CAPE TOWN — Once a month designer Lourina Botha and her Studio Shelf colleagues marcate an area on a Cape Town street with yellow tape, setting up a temporary outdoor office in the public eye. In this space, the designers operate their business, design on-the-spot logos, take resumes from design students and give out free advice to local businesses. Studio Shelf call this their “Public Office” project.
At first glance it would be easy to label this an exercise in PR or marketing but Botha explains that Public Office is a social design project that tests the immediacy of design to see what the collaboration between designers, communities and businesses have to offer.
“We don’t foresee making any profit from it, but it is in our interest to build our industry and make people more aware of our profession. Instead of telling them, we believe in showing them. So we will only succeed if we manage positive change, however small,” Lourina Botha says.

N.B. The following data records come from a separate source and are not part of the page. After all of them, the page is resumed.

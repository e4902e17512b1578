//! Turns user actions into new view states

use crate::core::convert::{Conversion, ConversionRequest, convert_with};
use crate::core::error::FxError;
use crate::core::history::{HistoryFetcher, PricePoint};
use crate::core::i18n::{Language, MessageKey};
use crate::core::rates::{RateSource, RateTable};
use std::sync::Arc;
use tracing::debug;

#[derive(Debug, Clone, PartialEq)]
pub enum Action {
    Convert(ConversionRequest),
    Refresh,
    ShowRates,
    History { base: String, target: String },
    SetLanguage(Language),
}

impl Action {
    /// Whether handling this action may wait on the network.
    pub fn needs_network(&self) -> bool {
        !matches!(self, Action::SetLanguage(_))
    }
}

#[derive(Debug, Clone, PartialEq)]
pub struct HistoryView {
    pub base: String,
    pub target: String,
    pub points: Vec<PricePoint>,
}

/// What the user is currently looking at.
#[derive(Debug, Clone, PartialEq, Default)]
pub enum Panel {
    #[default]
    Empty,
    Conversion(Conversion),
    Rates,
    History(HistoryView),
}

/// Everything needed to render one screen. Each action produces a new state;
/// nothing is shared or mutated behind the caller's back.
#[derive(Debug, Clone, PartialEq, Default)]
pub struct ViewState {
    pub language: Language,
    pub rates: Option<Arc<RateTable>>,
    pub panel: Panel,
    pub notice: Option<MessageKey>,
    pub error: Option<FxError>,
}

impl ViewState {
    pub fn new(language: Language) -> Self {
        ViewState {
            language,
            ..Default::default()
        }
    }

    /// A fresh state that keeps the session data (language and rates).
    fn carry_over(&self) -> Self {
        ViewState {
            language: self.language,
            rates: self.rates.clone(),
            ..Default::default()
        }
    }
}

pub struct ConversionPresenter<'a> {
    rates: &'a dyn RateSource,
    history: &'a dyn HistoryFetcher,
}

impl<'a> ConversionPresenter<'a> {
    pub fn new(rates: &'a dyn RateSource, history: &'a dyn HistoryFetcher) -> Self {
        Self { rates, history }
    }

    /// Applies `action` to `state`. Never fails: errors land in
    /// [`ViewState::error`] and previously fetched rates are kept.
    pub async fn handle(&self, state: &ViewState, action: Action) -> ViewState {
        debug!(?action, "Handling action");
        let mut next = state.carry_over();

        match action {
            Action::Convert(request) => match self.rates.rates().await {
                Ok(rates) => {
                    match convert_with(&rates, &request) {
                        Ok(conversion) => next.panel = Panel::Conversion(conversion),
                        Err(e) => next.error = Some(e),
                    }
                    next.rates = Some(rates);
                }
                Err(e) => next.error = Some(e),
            },
            Action::Refresh => match self.rates.refresh().await {
                Ok(rates) => {
                    next.rates = Some(rates);
                    next.panel = Panel::Rates;
                    next.notice = Some(MessageKey::Refreshed);
                }
                Err(e) => next.error = Some(e),
            },
            Action::ShowRates => match self.rates.rates().await {
                Ok(rates) => {
                    next.rates = Some(rates);
                    next.panel = Panel::Rates;
                }
                Err(e) => next.error = Some(e),
            },
            Action::History { base, target } => {
                let base = base.trim().to_uppercase();
                let target = target.trim().to_uppercase();
                let points = if base == target {
                    Vec::new()
                } else {
                    self.history.fetch_history(&base, &target).await
                };
                next.panel = Panel::History(HistoryView {
                    base,
                    target,
                    points,
                });
            }
            Action::SetLanguage(language) => {
                next.language = language;
                next.panel = state.panel.clone();
                next.notice = Some(MessageKey::LanguageChanged);
            }
        }

        next
    }
}
pub mod cli;
pub mod core;
pub mod providers;
pub mod store;

use crate::core::config::AppConfig;
use crate::core::{
    Action, AssetPriceProvider, Catalog, ConversionPresenter, ConversionRequest, Language,
    ViewState,
};
use crate::providers::{
    CachingRateProvider, CoinGeckoProvider, EcbRateProvider, ReferenceRateProvider,
    YahooHistoryProvider,
};
use anyhow::Result;
use tracing::{debug, info};

pub type RateService = CachingRateProvider<ReferenceRateProvider<EcbRateProvider>>;

pub enum AppCommand {
    Convert {
        amount: f64,
        from: String,
        to: String,
        refresh: bool,
        history: bool,
    },
    Rates,
    History {
        base: String,
        target: String,
    },
    Interactive,
}

/// Builds the cached fiat + crypto rate source described by `config`.
pub fn build_rate_service(config: &AppConfig) -> RateService {
    let timeout = config.timeout();
    let fiat = EcbRateProvider::new(&config.providers.ecb.base_url, timeout);
    let asset = config.providers.coingecko.as_ref().map(|cg| {
        Box::new(CoinGeckoProvider::new(
            &cg.base_url,
            &cg.asset_id,
            &cg.symbol,
            timeout,
        )) as Box<dyn AssetPriceProvider>
    });
    CachingRateProvider::new(ReferenceRateProvider::new(fiat, asset), config.cache_ttl())
}

pub fn build_history_provider(config: &AppConfig) -> YahooHistoryProvider {
    let provider = YahooHistoryProvider::new(&config.providers.yahoo.base_url, config.timeout());
    match &config.providers.coingecko {
        Some(cg) => provider.with_crypto_symbols(&[cg.symbol.as_str()]),
        None => provider,
    }
}

fn ensure_no_error(state: &ViewState) -> Result<()> {
    match &state.error {
        Some(e) => Err(anyhow::Error::new(e.clone())),
        None => Ok(()),
    }
}

pub async fn run_command(
    command: AppCommand,
    config_path: Option<&str>,
    language: Option<Language>,
) -> Result<()> {
    info!("fxconv starting...");

    let config = match config_path {
        Some(path) => AppConfig::load_from_path(path)?,
        None => AppConfig::load()?,
    };
    debug!("Loaded config: {config:#?}");

    let catalog = match &config.messages_path {
        Some(path) => Catalog::load_from_path(path)?,
        None => Catalog::embedded()?,
    };

    let rates = build_rate_service(&config);
    let history = build_history_provider(&config);
    let presenter = ConversionPresenter::new(&rates, &history);
    let mut state = ViewState::new(language.unwrap_or(config.language));

    match command {
        AppCommand::Convert {
            amount,
            from,
            to,
            refresh,
            history,
        } => {
            if refresh {
                state = cli::apply(&presenter, &state, Action::Refresh, &catalog).await;
                ensure_no_error(&state)?;
            }

            let request = ConversionRequest::new(amount, &from, &to);
            state = cli::apply(&presenter, &state, Action::Convert(request), &catalog).await;
            ensure_no_error(&state)?;
            println!("{}", cli::render::render(&state, &catalog));

            if history {
                let action = Action::History {
                    base: from,
                    target: to,
                };
                state = cli::apply(&presenter, &state, action, &catalog).await;
                println!("\n{}", cli::render::render(&state, &catalog));
            }
        }
        AppCommand::Rates => {
            state = cli::apply(&presenter, &state, Action::ShowRates, &catalog).await;
            ensure_no_error(&state)?;
            println!("{}", cli::render::render(&state, &catalog));
        }
        AppCommand::History { base, target } => {
            state = cli::apply(&presenter, &state, Action::History { base, target }, &catalog).await;
            println!("{}", cli::render::render(&state, &catalog));
        }
        AppCommand::Interactive => cli::interactive::run(&presenter, &catalog, state).await?,
    }

    Ok(())
}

She explains that the aim of Public Office is to expose a wider section of the city to design. “We truly believe in the design as an agent for change but not when it is confined to boardrooms and offices. It is very important to us that design is not separated from the real world and we are passionate about the ability to solve social and business problems through design thinking,” she says.
In the designer’s view, working in public demonstrates that design is not a lofty idea, but rather something that is accessible to everyone. For the studio, Public Office is a reminder that they design for real people, not just other designers.
But the Capetonian admits that working in public can sometimes be challenging. “It is quite hard to be so exposed and we easily feel vulnerable. We also have to take the good comments with the bad and give each equal value,” Botha says.
Botha says that businesses have been particularly enthusiastic about being involved and hosting the studio for a day. “The last day out was at the public square near the Cape Town Stadium and even there we weren’t harassed by any officials. We are getting very positive feedback and requests for collaboration from the rest of the industry and from academic institutions,” she says.
So far Botha and her colleagues, Rachal Watson, Benoit Ruscoe and Meghan Adams, have had held three open-air events, all in different locations around Cape Town. These regular events are part of Studio Shelf’s field research into how design residencies can be of use to the local community.
The Public Office was inspired by another project that Botha was involved in while she was studying a Master of Arts in Creative Practice at the prestigious Central Saint Martins School of Art and Design. In 2011 Botha and spatial designer Lena Kramer operated a pop up design consultancy in the East End called ‘Let’s Talk Shop’ to help local shops to improve their businesses.
Through the London experience Botha developed a toolkit for regenerating high streets which she has taken to Cape Town. ”The toolkit is related to the work I have done in London exclusively”, Botha says. “The toolkit is open source and we would love other designers/agencies to do the same thing. The methodology have been incorporated by some London councils.”
Lourina’s design residency concept places designers at the heart of the problem and applies design thinking as an overarching strategic process to define and workshop solutions. In this instance, Public Office is at the beginning stages of defining what these would be in the Cape Town context.
“Cape Town is still quite a broad space for us and I look forward to using our days out to refine and define our audience and space,” Botha says.
“We are attempting to gather information about Cape Town communities and spaces and determine where design intervention will yield the most capital. Once we have defined a location and an audience, we will set to work on a design residency inside that space. It’s a long process, but hopefully this will be as rewarding as Let’s Talk Shop was,” she says.
Recently Studio Shelf collaborated with Creative Cape Town to look at problems around waste management in Khyaletcha. The project was briefed by the Social Justice Commission and forms part of the overall Cape Town World Design Capital 2014 framework.